Glen Oaks Community College
- Type: Public community college
- Established: 1965
- President: David Devier
- Students: 1864
- Location: Centreville, Michigan, United States 41°53′32″N 85°29′48″W﻿ / ﻿41.8922°N 85.4967°W
- Mascot: Vikings
- Website: www.glenoaks.edu
- Location within the state of Michigan

= Glen Oaks Community College =

Community college in Centreville, Michigan, U.S.

Glen Oaks Community College is a public community college in Centreville, Michigan.

==History==

In 1965, Nora Hagen donated a considerable amount of land in Sherman Township to Glen Oaks. Soon afterward, Glen Oaks was approved by the state as a credible institution authorized to provide college courses to students. Hagen, who gives her name to many sites at Glen Oaks, was one of the last surviving members of her immediate family and decided that the newly conceived college should receive those 120 acres (486,000 m^{2}). She did so, commemorating the event in the following statements:

"This farm of 120 acres [486,000 m²] with the farmhouse and other buildings has been in the Henry B. Hagen family name for 90 years.

"In the year 1965 it was given to the St. Joseph County community college district to be used as the central campus of Glen Oaks Community College for the education of the county's young people.

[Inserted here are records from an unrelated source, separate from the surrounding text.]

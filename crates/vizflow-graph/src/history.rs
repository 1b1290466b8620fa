//! History reconstruction.
//!
//! A history is a topological ordering of a subset of the flow. The ordering
//! is produced by a stack-based (LIFO) Kahn traversal, which walks one branch
//! to its end before starting the next. The renderer depends on exactly this
//! order; a queue-based Kahn would interleave branches.

use std::collections::BTreeSet;

use tracing::warn;

use crate::FlowGraph;

impl FlowGraph {
    /// Ancestors of `id` plus `id` itself, linearized.
    ///
    /// Returns an empty history when `id` is not part of the flow.
    pub fn get_history(&self, id: &str) -> Vec<String> {
        let Some(start) = self.index(id) else {
            return Vec::new();
        };

        let mut members = vec![false; self.len()];
        let mut stack = vec![start];
        while let Some(node) = stack.pop() {
            if std::mem::replace(&mut members[node], true) {
                continue;
            }
            stack.extend(
                self.predecessors(node)
                    .iter()
                    .copied()
                    .filter(|&prev| !members[prev]),
            );
        }

        let order = self.linearize(&members);
        if !order.contains(&start) {
            warn!(node = %id, "Node sits on or behind a cycle, history is partial");
        }
        self.to_ids(order)
    }

    /// Every maximal connected history of the flow, one per component.
    ///
    /// Components are ordered by their earliest start node. Nodes that no
    /// start node reaches can only sit on a cycle; they are logged and left
    /// out.
    pub fn get_histories(&self) -> Vec<Vec<String>> {
        let starts = (0..self.len()).filter(|&i| self.predecessors(i).is_empty());

        // One route per start. A node already covered by an earlier route
        // still joins this route, so overlapping routes share it, but it is
        // not walked again.
        let mut covered = vec![false; self.len()];
        let mut routes: Vec<BTreeSet<usize>> = Vec::new();
        for start in starts {
            let mut route = BTreeSet::new();
            let mut stack = vec![start];
            while let Some(node) = stack.pop() {
                route.insert(node);
                if std::mem::replace(&mut covered[node], true) {
                    continue;
                }
                stack.extend(self.successors(node).iter().copied());
            }
            routes.push(route);
        }

        let components = merge_overlapping(routes);

        let mut members = vec![false; self.len()];
        for &node in components.iter().flatten() {
            members[node] = true;
        }
        let leftover: Vec<&str> = (0..self.len())
            .filter(|&i| !members[i])
            .map(|i| self.id_at(i))
            .collect();
        if !leftover.is_empty() {
            warn!(
                count = leftover.len(),
                nodes = ?leftover,
                "Nodes unreachable from any start node (cyclic), excluded from histories"
            );
        }

        components
            .into_iter()
            .map(|component| {
                let mut members = vec![false; self.len()];
                for node in component {
                    members[node] = true;
                }
                self.to_ids(self.linearize(&members))
            })
            .collect()
    }

    /// Nodes that can never be ordered because they sit on a cycle or
    /// downstream of one. Always empty for graphs built through `connect`.
    pub fn cyclic_nodes(&self) -> Vec<String> {
        let (_, stalled) = self.kahn(&vec![true; self.len()]);
        self.to_ids(stalled)
    }

    /// Stack-based Kahn traversal restricted to `members`.
    ///
    /// In-degrees count only edges with both endpoints inside the set.
    /// Zero in-degree seeds are pushed so that they pop in insertion order,
    /// and successors are pushed in reverse edge order so that siblings that
    /// become ready together pop left to right.
    ///
    /// Members on or behind a cycle never reach zero in-degree. They are
    /// logged and left out of the order.
    pub(crate) fn linearize(&self, members: &[bool]) -> Vec<usize> {
        let (order, stalled) = self.kahn(members);
        if !stalled.is_empty() {
            let nodes: Vec<&str> = stalled.iter().map(|&i| self.id_at(i)).collect();
            warn!(
                count = nodes.len(),
                nodes = ?nodes,
                "Nodes on or behind a cycle, excluded from history"
            );
        }
        order
    }

    /// Returns the emitted order and the members left with in-degree.
    fn kahn(&self, members: &[bool]) -> (Vec<usize>, Vec<usize>) {
        let mut in_degree = vec![0usize; self.len()];
        for node in (0..self.len()).filter(|&i| members[i]) {
            for &next in self.successors(node) {
                if members[next] {
                    in_degree[next] += 1;
                }
            }
        }

        let mut stack: Vec<usize> = (0..self.len())
            .rev()
            .filter(|&i| members[i] && in_degree[i] == 0)
            .collect();
        let mut order = Vec::new();

        while let Some(node) = stack.pop() {
            order.push(node);
            for &next in self.successors(node).iter().rev() {
                if !members[next] {
                    continue;
                }
                in_degree[next] -= 1;
                if in_degree[next] == 0 {
                    stack.push(next);
                }
            }
        }

        let stalled = (0..self.len())
            .filter(|&i| members[i] && in_degree[i] > 0)
            .collect();
        (order, stalled)
    }

    fn to_ids(&self, order: Vec<usize>) -> Vec<String> {
        order.into_iter().map(|i| self.id_at(i).to_string()).collect()
    }
}

/// Union every pair of sets that share an element until the survivors are
/// pairwise disjoint. A merged set keeps the slot of its earliest member.
fn merge_overlapping(routes: Vec<BTreeSet<usize>>) -> Vec<BTreeSet<usize>> {
    let mut merged: Vec<BTreeSet<usize>> = Vec::new();
    for route in routes {
        let touching: Vec<usize> = merged
            .iter()
            .enumerate()
            .filter(|(_, set)| !set.is_disjoint(&route))
            .map(|(i, _)| i)
            .collect();

        let Some(&first) = touching.first() else {
            merged.push(route);
            continue;
        };
        // Remove from the back so earlier indices stay valid.
        for &i in touching[1..].iter().rev() {
            let absorbed = merged.remove(i);
            merged[first].extend(absorbed);
        }
        merged[first].extend(route);
    }
    merged
}

#[cfg(test)]
mod tests {
    use super::*;

    fn graph(edges: &[(&str, &str)]) -> FlowGraph {
        let mut graph = FlowGraph::new();
        for (from, to) in edges {
            graph.connect(from, to).unwrap();
        }
        graph
    }

    #[test]
    fn test_history_of_chain_node() {
        let g = graph(&[("a", "b"), ("b", "c"), ("c", "d")]);
        assert_eq!(g.get_history("c"), vec!["a", "b", "c"]);
        assert_eq!(g.get_history("a"), vec!["a"]);
    }

    #[test]
    fn test_history_of_unknown_node_is_empty() {
        let g = graph(&[("a", "b")]);
        assert!(g.get_history("zzz").is_empty());
    }

    #[test]
    fn test_history_walks_one_branch_before_the_next() {
        // 1 -> 2 -> {3 -> 4, 5 -> 6} -> 7
        let g = graph(&[
            ("1", "2"),
            ("2", "3"),
            ("2", "5"),
            ("3", "4"),
            ("5", "6"),
            ("4", "7"),
            ("6", "7"),
        ]);
        assert_eq!(g.get_history("7"), vec!["1", "2", "3", "4", "5", "6", "7"]);
        // Only the ancestors of 6 take part.
        assert_eq!(g.get_history("6"), vec!["1", "2", "5", "6"]);
    }

    #[test]
    fn test_history_seeds_follow_insertion_order() {
        let g = graph(&[("x", "m"), ("y", "m")]);
        assert_eq!(g.get_history("m"), vec!["x", "y", "m"]);
    }

    #[test]
    fn test_histories_split_disconnected_components() {
        let mut g = graph(&[("a", "b"), ("c", "d"), ("b", "e")]);
        g.add_node("lonely");
        assert_eq!(
            g.get_histories(),
            vec![
                vec!["a", "b", "e"],
                vec!["c", "d"],
                vec!["lonely"],
            ]
        );
    }

    #[test]
    fn test_histories_merge_routes_sharing_a_node() {
        let g = graph(&[("1", "3"), ("2", "3"), ("3", "4")]);
        assert_eq!(g.get_histories(), vec![vec!["1", "2", "3", "4"]]);
    }

    #[test]
    fn test_histories_bridge_merges_three_routes() {
        // a and c only meet through b's route.
        let g = graph(&[("a", "x"), ("c", "y"), ("b", "x"), ("b", "y")]);
        let histories = g.get_histories();
        assert_eq!(histories.len(), 1);
        assert_eq!(histories[0].len(), 5);
    }

    #[test]
    fn test_histories_exclude_cyclic_leftovers() {
        let g = FlowGraph::from_parts(
            Vec::new(),
            vec![
                ("a".to_string(), "b".to_string()),
                ("c".to_string(), "d".to_string()),
                ("d".to_string(), "c".to_string()),
            ],
        );
        assert_eq!(g.get_histories(), vec![vec!["a", "b"]]);
        assert_eq!(g.cyclic_nodes(), vec!["c", "d"]);
    }

    #[test]
    fn test_connected_graph_has_no_cyclic_nodes() {
        let g = graph(&[("a", "b"), ("b", "c"), ("a", "c")]);
        assert!(g.cyclic_nodes().is_empty());
    }

    #[test]
    fn test_cycle_reachable_from_start_is_excluded() {
        let edges = [("a", "b"), ("b", "c"), ("c", "b"), ("c", "d")];
        let g = FlowGraph::from_parts(
            Vec::new(),
            edges
                .iter()
                .map(|(from, to)| (from.to_string(), to.to_string()))
                .collect::<Vec<_>>(),
        );
        assert_eq!(g.cyclic_nodes(), vec!["b", "c", "d"]);
        assert_eq!(g.get_history("d"), vec!["a"]);
        assert_eq!(g.get_history("a"), vec!["a"]);
        assert_eq!(g.get_histories(), vec![vec!["a"]]);
    }

    #[test]
    fn test_merge_overlapping_keeps_first_slot() {
        let sets = vec![
            BTreeSet::from([1, 2]),
            BTreeSet::from([5]),
            BTreeSet::from([2, 5]),
            BTreeSet::from([9]),
        ];
        let merged = merge_overlapping(sets);
        assert_eq!(merged, vec![BTreeSet::from([1, 2, 5]), BTreeSet::from([9])]);
    }
}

"It is the memory of my father and mother, my sister Louise C. Fry and her husband Stephen D. Fry, who became co-owners with me of this homestead in 1930, that I fondly dedicate this plaque.

"May God's blessing rest on all who pass this way."

5 November 1965,

Nora C. Hagen,

The Last Survivor

==Leadership==
David Devier retired as the college's president on June 30, 2024. He was succeeded by Bryan Newton.

==Athletics==
Glen Oaks has seven different sports programs: softball, volleyball, men's and women's basketball, baseball, and basketball; and men's golf.